**PROVIDED MATERIAL:**
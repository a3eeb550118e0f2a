//! HTTP handlers for address-change request endpoints

use axum::{
    extract::{Path, Query, State},
    Json,
};
use serde::Serialize;
use uuid::Uuid;

use crate::error::AppResult;
use crate::middleware::{AdminUser, CurrentUser};
use crate::services::address_request::{
    AddressRequestService, AddressRequestView, AdminAddressRequestView,
    ApproveAddressRequestInput, ListAddressRequestsQuery, RejectAddressRequestInput,
    SubmitAddressRequestInput,
};
use crate::services::Notifier;
use crate::AppState;

use super::{ListResponse, SuccessResponse};

/// Response after submitting an address-change request
#[derive(Debug, Serialize)]
pub struct SubmitAddressRequestResponse {
    pub success: bool,
    pub request_id: Uuid,
    pub message: String,
}

/// Submit an address-change request for an approved application
pub async fn submit_address_request(
    State(state): State<AppState>,
    current_user: CurrentUser,
    Json(input): Json<SubmitAddressRequestInput>,
) -> AppResult<Json<SubmitAddressRequestResponse>> {
    let notifier = Notifier::new(&state.config.smtp);
    let service = AddressRequestService::new(state.db, notifier);
    let request_id = service.submit(current_user.0.user_id, input).await?;
    Ok(Json(SubmitAddressRequestResponse {
        success: true,
        request_id,
        message: "ส่งคำขอเปลี่ยนแปลงที่อยู่เรียบร้อยแล้ว".to_string(),
    }))
}

/// List the caller's own address-change requests
pub async fn list_my_address_requests(
    State(state): State<AppState>,
    current_user: CurrentUser,
) -> AppResult<Json<Vec<AddressRequestView>>> {
    let notifier = Notifier::new(&state.config.smtp);
    let service = AddressRequestService::new(state.db, notifier);
    let requests = service.list_owned(current_user.0.user_id).await?;
    Ok(Json(requests))
}

/// List address-change requests for staff review
pub async fn list_address_requests(
    State(state): State<AppState>,
    _admin: AdminUser,
    Query(query): Query<ListAddressRequestsQuery>,
) -> AppResult<Json<ListResponse<AdminAddressRequestView>>> {
    let notifier = Notifier::new(&state.config.smtp);
    let service = AddressRequestService::new(state.db, notifier);
    let page = service.list(query).await?;
    Ok(Json(page.into()))
}

/// Approve an address-change request
pub async fn approve_address_request(
    State(state): State<AppState>,
    admin: AdminUser,
    Path(request_id): Path<Uuid>,
    Json(input): Json<ApproveAddressRequestInput>,
) -> AppResult<Json<SuccessResponse>> {
    let notifier = Notifier::new(&state.config.smtp);
    let service = AddressRequestService::new(state.db, notifier);
    service.approve(admin.0.user_id, request_id, input).await?;
    Ok(Json(SuccessResponse::new("อนุมัติคำขอเปลี่ยนแปลงที่อยู่แล้ว")))
}

/// Reject an address-change request; the reason is required
pub async fn reject_address_request(
    State(state): State<AppState>,
    admin: AdminUser,
    Path(request_id): Path<Uuid>,
    Json(input): Json<RejectAddressRequestInput>,
) -> AppResult<Json<SuccessResponse>> {
    let notifier = Notifier::new(&state.config.smtp);
    let service = AddressRequestService::new(state.db, notifier);
    service.reject(admin.0.user_id, request_id, input).await?;
    Ok(Json(SuccessResponse::new("ปฏิเสธคำขอเปลี่ยนแปลงที่อยู่แล้ว")))
}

**BRIEF:** The required output is the set of lines from the first line of the data through the line that contains "Approve an address-change request", transcribed exactly.

**ANSWER SECTION:**
repository a3eeb550118e0f2a
//! HTTP handlers for address-change request endpoints

use axum::{
    extract::{Path, Query, State},
    Json,
};
use serde::Serialize;
use uuid::Uuid;

use crate::error::AppResult;
use crate::middleware::{AdminUser, CurrentUser};
use crate::services::address_request::{
    AddressRequestService, AddressRequestView, AdminAddressRequestView,
    ApproveAddressRequestInput, ListAddressRequestsQuery, RejectAddressRequestInput,
    SubmitAddressRequestInput,
};
use crate::services::Notifier;
use crate::AppState;

use super::{ListResponse, SuccessResponse};

/// Response after submitting an address-change request
#[derive(Debug, Serialize)]
pub struct SubmitAddressRequestResponse {
    pub success: bool,
    pub request_id: Uuid,
    pub message: String,
}

/// Submit an address-change request for an approved application
pub async fn submit_address_request(
    State(state): State<AppState>,
    current_user: CurrentUser,
    Json(input): Json<SubmitAddressRequestInput>,
) -> AppResult<Json<SubmitAddressRequestResponse>> {
    let notifier = Notifier::new(&state.config.smtp);
    let service = AddressRequestService::new(state.db, notifier);
    let request_id = service.submit(current_user.0.user_id, input).await?;
    Ok(Json(SubmitAddressRequestResponse {
        success: true,
        request_id,
        message: "ส่งคำขอเปลี่ยนแปลงที่อยู่เรียบร้อยแล้ว".to_string(),
    }))
}

/// List the caller's own address-change requests
pub async fn list_my_address_requests(
    State(state): State<AppState>,
    current_user: CurrentUser,
) -> AppResult<Json<Vec<AddressRequestView>>> {
    let notifier = Notifier::new(&state.config.smtp);
    let service = AddressRequestService::new(state.db, notifier);
    let requests = service.list_owned(current_user.0.user_id).await?;
    Ok(Json(requests))
}

/// List address-change requests for staff review
pub async fn list_address_requests(
    State(state): State<AppState>,
    _admin: AdminUser,
    Query(query): Query<ListAddressRequestsQuery>,
) -> AppResult<Json<ListResponse<AdminAddressRequestView>>> {
    let notifier = Notifier::new(&state.config.smtp);
    let service = AddressRequestService::new(state.db, notifier);
    let page = service.list(query).await?;
    Ok(Json(page.into()))
}

/// Approve an address-change request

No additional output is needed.